B. Jankowski’s Cross-Motion for Summary Judgment

¶13 Jankowski argues the trial court erred by denying her cross-motion for summary judgment, which was based on her argument that Discover had no admissible evidence with which it could prove the parties had a contract, Jankowski used the credit account, or the amount allegedly owed on the account. We disagree.

¶14 At this point in the litigation, Jankowski has only challenged the admissibility and authenticity of the documents Discover submitted in support of its motion for summary judgment. Although we agree those documents were inadmissible, that alone does not entitle Jankowski to judgment as a matter of law. Mere denials of a claim are insufficient; instead, Jankowski must produce affirmative evidence demonstrating she is entitled to judgment as a matter of law, which has not occurred. See Thruston, 218 Ariz. 112, 114-15, ¶ 12, 180 P.3d 977, 979-80 (moving party must satisfy initial burden of demonstrating there are no issues of material fact and entitlement to judgment as a matter of law).

CONCLUSION

¶15 For the foregoing reasons, we reverse the trial court’s grant of summary judgment and remand for further proceedings consistent with this decision.

ANDREW W. GOULD, Judge, DONN KESSLER, Judge, concurring.

[1] Exhibit A consists of a document dated March 27, 2008 that contains a cardmember agreement, privacy policy, billing rights, and terms and conditions related to insurance coverage and travel assistance benefits. We refer to this document as a “cardmember agreement.”

[2] The contemporaneous requirement of 803(6) only requires that the record be made contemporaneously with the underlying event, not the affidavit.

[3] On remand, if Discover produces an affidavit which retains the information in the current affidavit plus the missing elements, it will have met its burden for summary judgment subject to Jankowski raising a material issue of fact as to Discover’s claims.
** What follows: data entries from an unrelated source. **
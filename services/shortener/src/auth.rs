//! Registration, login and logout

use tower_sessions::Session;
use tracing::{info, warn};

use crate::{
    error::{AppError, AppResult},
    models::{SessionContext, User},
    password,
    repositories::UserRepository,
    session,
    validation::{validate_password, validate_username},
};

/// Create a user with a salted password hash
pub async fn register(users: &UserRepository, username: &str, password: &str) -> AppResult<User> {
    validate_username(username).map_err(AppError::Validation)?;
    validate_password(password).map_err(AppError::Validation)?;

    let password_hash = password::hash_password_blocking(password.to_string()).await?;
    let user = users.create(username, &password_hash).await?;

    info!("Registered user: {}", user.username);
    Ok(user)
}

/// Check credentials and bind the user to `session`
///
/// Unknown usernames cost the same Argon2 verification as a wrong password.
pub async fn login(
    users: &UserRepository,
    session: &Session,
    username: &str,
    password: &str,
) -> AppResult<User> {
    let user = users.find_by_username(username).await?;

    let verified = match &user {
        Some(user) => {
            password::verify_password_blocking(user.password_hash.clone(), password.to_string())
                .await?
        }
        None => password::verify_unknown_user_blocking(password.to_string()).await?,
    };

    let Some(user) = user.filter(|_| verified) else {
        warn!("Login failed for user: {}", username);
        return Err(AppError::InvalidCredentials);
    };

    session::begin(
        session,
        &SessionContext {
            user_id: user.id,
            username: user.username.clone(),
        },
    )
    .await?;

    info!("User logged in: {}", user.username);
    Ok(user)
}

/// Close the session and delete it from the store
pub async fn logout(session: &Session) -> AppResult<()> {
    if let Some(user) = session::current_user(session).await? {
        info!("User logged out: {}", user.username);
    }

    session::end(session).await
}

#[cfg(test)]
mod tests {
    use super::*;
    use crate::test_utils::test_state;
    use std::sync::Arc;

    fn new_session(state: &crate::state::AppState) -> Session {
        Session::new(None, Arc::new(state.session_store.clone()), None)
    }

    #[tokio::test]
    async fn test_register_then_login() {
        let state = test_state().await;
        let session = new_session(&state);

        let user = register(&state.user_repository, "alice", "pw123").await.unwrap();
        assert_ne!(user.password_hash, "pw123");

        let logged_in = login(&state.user_repository, &session, "alice", "pw123")
            .await
            .unwrap();
        assert_eq!(logged_in.id, user.id);

        let current = session::current_user(&session).await.unwrap().unwrap();
        assert_eq!(current.user_id, user.id);
        assert_eq!(current.username, "alice");
    }

    #[tokio::test]
    async fn test_duplicate_registration() {
        let state = test_state().await;
        let session = new_session(&state);

        register(&state.user_repository, "alice", "pw123").await.unwrap();
        let err = register(&state.user_repository, "alice", "other")
            .await
            .unwrap_err();
        assert!(matches!(err, AppError::DuplicateUsername(_)));

        // The first password still works, the second never took effect
        assert!(
            login(&state.user_repository, &session, "alice", "pw123")
                .await
                .is_ok()
        );
        assert!(matches!(
            login(&state.user_repository, &session, "alice", "other").await,
            Err(AppError::InvalidCredentials)
        ));
    }

    #[tokio::test]
    async fn test_invalid_credentials_leave_session_untouched() {
        let state = test_state().await;
        let session = new_session(&state);
        register(&state.user_repository, "alice", "pw123").await.unwrap();

        assert!(matches!(
            login(&state.user_repository, &session, "alice", "wrong").await,
            Err(AppError::InvalidCredentials)
        ));
        assert!(matches!(
            login(&state.user_repository, &session, "mallory", "pw123").await,
            Err(AppError::InvalidCredentials)
        ));
        assert_eq!(session::current_user(&session).await.unwrap(), None);
    }

    #[tokio::test]
    async fn test_register_validation() {
        let state = test_state().await;

        assert!(matches!(
            register(&state.user_repository, "", "pw123").await,
            Err(AppError::Validation(_))
        ));
        assert!(matches!(
            register(&state.user_repository, "alice", "").await,
            Err(AppError::Validation(_))
        ));
    }

    #[tokio::test]
    async fn test_logout_closes_session() {
        let state = test_state().await;
        let session = new_session(&state);
        register(&state.user_repository, "alice", "pw123").await.unwrap();
        login(&state.user_repository, &session, "alice", "pw123")
            .await
            .unwrap();

        logout(&session).await.unwrap();
        assert_eq!(session::current_user(&session).await.unwrap(), None);
    }
}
[4] Rule 902(11) provides that the custodian must certify that the record:

(a) was made at or near the time of the occurrence of the matters set forth by, or from information transmitted by, a person with knowledge of those matters;

(b) was kept in the course of the regularly conducted activity; and

(c) was made by the regularly conducted activity as a regular practice.

Ariz. R. Evid. 902(11).

[5] Because we determine the court erred in allowing Exhibits A and B for purposes of considering Discover’s motion for summary judgment, we do not address Jankowski’s alternative argument that Exhibit A was not relevant because Discover did not establish that it contained Discover’s cardmember agreement with Jankowski.